• **Work to be completed**
The records below are to be transcribed exactly as they appear.
= = = = =
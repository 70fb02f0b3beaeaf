use std::path::PathBuf;

use crtsh_finder::render::OutputFormat;

#[derive(clap::Parser, Debug)]
#[command(name = "crtsh-finder", about = "Find subdomains via crt.sh certificate transparency logs", disable_version_flag = true)]
pub struct Cli {
    /// Domain to search (e.g. example.com)
    #[arg(short = 'd', long)]
    pub domain: Option<String>,

    /// Output file (optional)
    #[arg(short = 'o', long, value_name = "FILE")]
    pub output: Option<PathBuf>,

    /// Print version and exit
    #[arg(short = 'v', long, default_value_t = false)]
    pub version: bool,

    /// Request timeout in seconds
    #[arg(short = 't', long, default_value_t = 30_u64)]
    pub timeout: u64,

    /// Silent mode (results only, no headings or progress line)
    #[arg(short = 's', long, default_value_t = false)]
    pub silent: bool,

    /// Output format
    #[arg(short = 'f', long, value_enum, default_value_t = OutputFormat::Text)]
    pub format: OutputFormat,

    /// Show wildcard entries only
    #[arg(short = 'w', long, default_value_t = false)]
    pub wildcards_only: bool,

    /// Show plain subdomains only (ignored when -w is also set)
    #[arg(short = 'n', long, default_value_t = false)]
    pub subdomains_only: bool,

    /// Enable detailed debug logging
    #[arg(long, default_value_t = false)]
    pub debug: bool,
}
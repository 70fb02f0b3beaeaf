use reqwest::{Client, ClientBuilder};
use std::time::Duration;

/// Browser-like identification sent with every request. crt.sh occasionally
/// rejects unadorned client UAs, so we present as a desktop browser.
pub const USER_AGENT: &str = "Mozilla/5.0 (Windows NT 10.0; Win64; x64) AppleWebKit/537.36 (KHTML, like Gecko) Chrome/91.0.4472.124 Safari/537.36";

/// Build the HTTP client used for the single crt.sh query.
///
/// The timeout covers the whole request/response cycle; there is no retry
/// path, so an expired timeout terminates the run.
pub fn build_client(timeout_secs: u64) -> reqwest::Result<Client> {
    ClientBuilder::new()
        .timeout(Duration::from_secs(timeout_secs))
        .connect_timeout(Duration::from_secs(5))
        .gzip(true)
        .brotli(true)
        .use_rustls_tls()
        .redirect(reqwest::redirect::Policy::limited(5))
        .user_agent(USER_AGENT)
        .build()
}
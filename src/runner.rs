use anyhow::Result;

use crate::cli::Cli;
use crtsh_finder::render::{render_json, render_text, OutputFormat};
use crtsh_finder::{classify, decode, fetch, http};

const VERSION: &str = env!("CARGO_PKG_VERSION");

fn print_usage() {
    println!("Error: a domain is required");
    println!("Usage: crtsh-finder -d domain.com [-o output.txt] [-t timeout] [-f format] [-w] [-n]");
}

pub async fn run_from_cli(cli: Cli) -> Result<()> {
    // Keep external crates (reqwest/hyper) quiet unless explicitly asked for.
    use tracing_subscriber::EnvFilter;
    let crate_level = if cli.debug { "debug" } else { "error" };
    let filter_str = format!("crtsh_finder={crate_level},reqwest=warn,hyper=warn,h2=warn");
    let env_filter = EnvFilter::try_new(&filter_str).unwrap_or_else(|_| EnvFilter::new(crate_level));
    tracing_subscriber::fmt()
        .with_env_filter(env_filter)
        .with_ansi(true)
        .with_target(false)
        .init();

    if cli.version {
        println!("crtsh-finder version {VERSION}");
        return Ok(());
    }

    let Some(domain) = cli.domain.as_deref() else {
        print_usage();
        std::process::exit(1);
    };

    if !cli.silent {
        println!("Searching crt.sh for: {domain}");
    }

    let client = http::build_client(cli.timeout)?;
    let body = fetch::fetch(&client, domain).await?;
    let certs = decode::decode(&body)?;
    let mut results = classify::classify(&certs);

    // -w wins when both filter flags are given.
    if cli.wildcards_only {
        results.subdomains.clear();
    } else if cli.subdomains_only {
        results.wildcards.clear();
    }

    match cli.format {
        OutputFormat::Json => render_json(&results, cli.output.as_deref()),
        OutputFormat::Text => render_text(&results, cli.output.as_deref(), cli.silent),
    }

    Ok(())
}
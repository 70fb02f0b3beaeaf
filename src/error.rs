use thiserror::Error;

/// Failure modes of the lookup pipeline.
///
/// Fetch and decode errors are unrecoverable for a run and propagate to the
/// binary boundary; write errors are logged by the renderer and do not fail
/// the run once console output has succeeded.
#[derive(Debug, Error)]
pub enum FinderError {
    /// Connection failure or request timeout.
    #[error("request to crt.sh failed: {0}")]
    Network(#[source] reqwest::Error),

    /// crt.sh answered with a non-success status.
    #[error("crt.sh returned status code {0}")]
    HttpStatus(reqwest::StatusCode),

    /// The response body could not be read to completion.
    #[error("failed to read crt.sh response body: {0}")]
    Read(#[source] reqwest::Error),

    /// The body was not the expected JSON array of certificate records.
    #[error("failed to parse crt.sh JSON: {0}")]
    Decode(#[from] serde_json::Error),

    /// Output file could not be written.
    #[error("failed to write {path}: {source}")]
    Write {
        path: String,
        #[source]
        source: std::io::Error,
    },
}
= = = = =
• **Completed exercise**
repository 70fb02f0b3beaeaf
use std::path::PathBuf;

use crtsh_finder::render::OutputFormat;

#[derive(clap::Parser, Debug)]
#[command(name = "crtsh-finder", about = "Find subdomains via crt.sh certificate transparency logs", disable_version_flag = true)]
pub struct Cli {
    /// Domain to search (e.g. example.com)
    #[arg(short = 'd', long)]
    pub domain: Option<String>,

    /// Output file (optional)
    #[arg(short = 'o', long, value_name = "FILE")]
    pub output: Option<PathBuf>,

    /// Print version and exit
    #[arg(short = 'v', long, default_value_t = false)]
    pub version: bool,

    /// Request timeout in seconds
    #[arg(short = 't', long, default_value_t = 30_u64)]
    pub timeout: u64,

    /// Silent mode (results only, no headings or progress line)
    #[arg(short = 's', long, default_value_t = false)]
    pub silent: bool,

    /// Output format
    #[arg(short = 'f', long, value_enum, default_value_t = OutputFormat::Text)]
    pub format: OutputFormat,

    /// Show wildcard entries only
    #[arg(short = 'w', long, default_value_t = false)]
    pub wildcards_only: bool,

    /// Show plain subdomains only (ignored when -w is also set)
    #[arg(short = 'n', long, default_value_t = false)]
    pub subdomains_only: bool,

    /// Enable detailed debug logging
    #[arg(long, default_value_t = false)]
    pub debug: bool,
}
repository 70fb02f0b3beaeaf
use reqwest::{Client, ClientBuilder};
use std::time::Duration;

/// Browser-like identification sent with every request. crt.sh occasionally
/// rejects unadorned client UAs, so we present as a desktop browser.
pub const USER_AGENT: &str = "Mozilla/5.0 (Windows NT 10.0; Win64; x64) AppleWebKit/537.36 (KHTML, like Gecko) Chrome/91.0.4472.124 Safari/537.36";

/// Build the HTTP client used for the single crt.sh query.
///
/// The timeout covers the whole request/response cycle; there is no retry
/// path, so an expired timeout terminates the run.
pub fn build_client(timeout_secs: u64) -> reqwest::Result<Client> {
    ClientBuilder::new()
        .timeout(Duration::from_secs(timeout_secs))
        .connect_timeout(Duration::from_secs(5))
        .gzip(true)
        .brotli(true)
        .use_rustls_tls()
        .redirect(reqwest::redirect::Policy::limited(5))
        .user_agent(USER_AGENT)
        .build()
}
filename src/runner.rs
use anyhow::Result;

use crate::cli::Cli;
use crtsh_finder::render::{render_json, render_text, OutputFormat};
use crtsh_finder::{classify, decode, fetch, http};

const VERSION: &str = env!("CARGO_PKG_VERSION");

fn print_usage() {
    println!("Error: a domain is required");
    println!("Usage: crtsh-finder -d domain.com [-o output.txt] [-t timeout] [-f format] [-w] [-n]");
}

pub async fn run_from_cli(cli: Cli) -> Result<()> {
    // Keep external crates (reqwest/hyper) quiet unless explicitly asked for.
    use tracing_subscriber::EnvFilter;
    let crate_level = if cli.debug { "debug" } else { "error" };
    let filter_str = format!("crtsh_finder={crate_level},reqwest=warn,hyper=warn,h2=warn");
    let env_filter = EnvFilter::try_new(&filter_str).unwrap_or_else(|_| EnvFilter::new(crate_level));
    tracing_subscriber::fmt()
        .with_env_filter(env_filter)
        .with_ansi(true)
        .with_target(false)
        .init();

    if cli.version {
        println!("crtsh-finder version {VERSION}");
        return Ok(());
    }

    let Some(domain) = cli.domain.as_deref() else {
        print_usage();
        std::process::exit(1);
    };

    if !cli.silent {
        println!("Searching crt.sh for: {domain}");
    }

    let client = http::build_client(cli.timeout)?;
    let body = fetch::fetch(&client, domain).await?;
    let certs = decode::decode(&body)?;
    let mut results = classify::classify(&certs);

    // -w wins when both filter flags are given.
    if cli.wildcards_only {
        results.subdomains.clear();
    } else if cli.subdomains_only {
        results.wildcards.clear();
    }

    match cli.format {
        OutputFormat::Json => render_json(&results, cli.output.as_deref()),
        OutputFormat::Text => render_text(&results, cli.output.as_deref(), cli.silent),
    }

    Ok(())
}
repository 70fb02f0b3beaeaf
filename src/error.rs
use thiserror::Error;

/// Failure modes of the lookup pipeline.
///
/// Fetch and decode errors are unrecoverable for a run and propagate to the
/// binary boundary; write errors are logged by the renderer and do not fail
/// the run once console output has succeeded.
#[derive(Debug, Error)]
pub enum FinderError {
    /// Connection failure or request timeout.
    #[error("request to crt.sh failed: {0}")]
    Network(#[source] reqwest::Error),

    /// crt.sh answered with a non-success status.
    #[error("crt.sh returned status code {0}")]
    HttpStatus(reqwest::StatusCode),

    /// The response body could not be read to completion.
    #[error("failed to read crt.sh response body: {0}")]
    Read(#[source] reqwest::Error),

    /// The body was not the expected JSON array of certificate records.
    #[error("failed to parse crt.sh JSON: {0}")]
    Decode(#[from] serde_json::Error),

    /// Output file could not be written.
    #[error("failed to write {path}: {source}")]
    Write {
        path: String,
        #[source]
        source: std::io::Error,
    },
}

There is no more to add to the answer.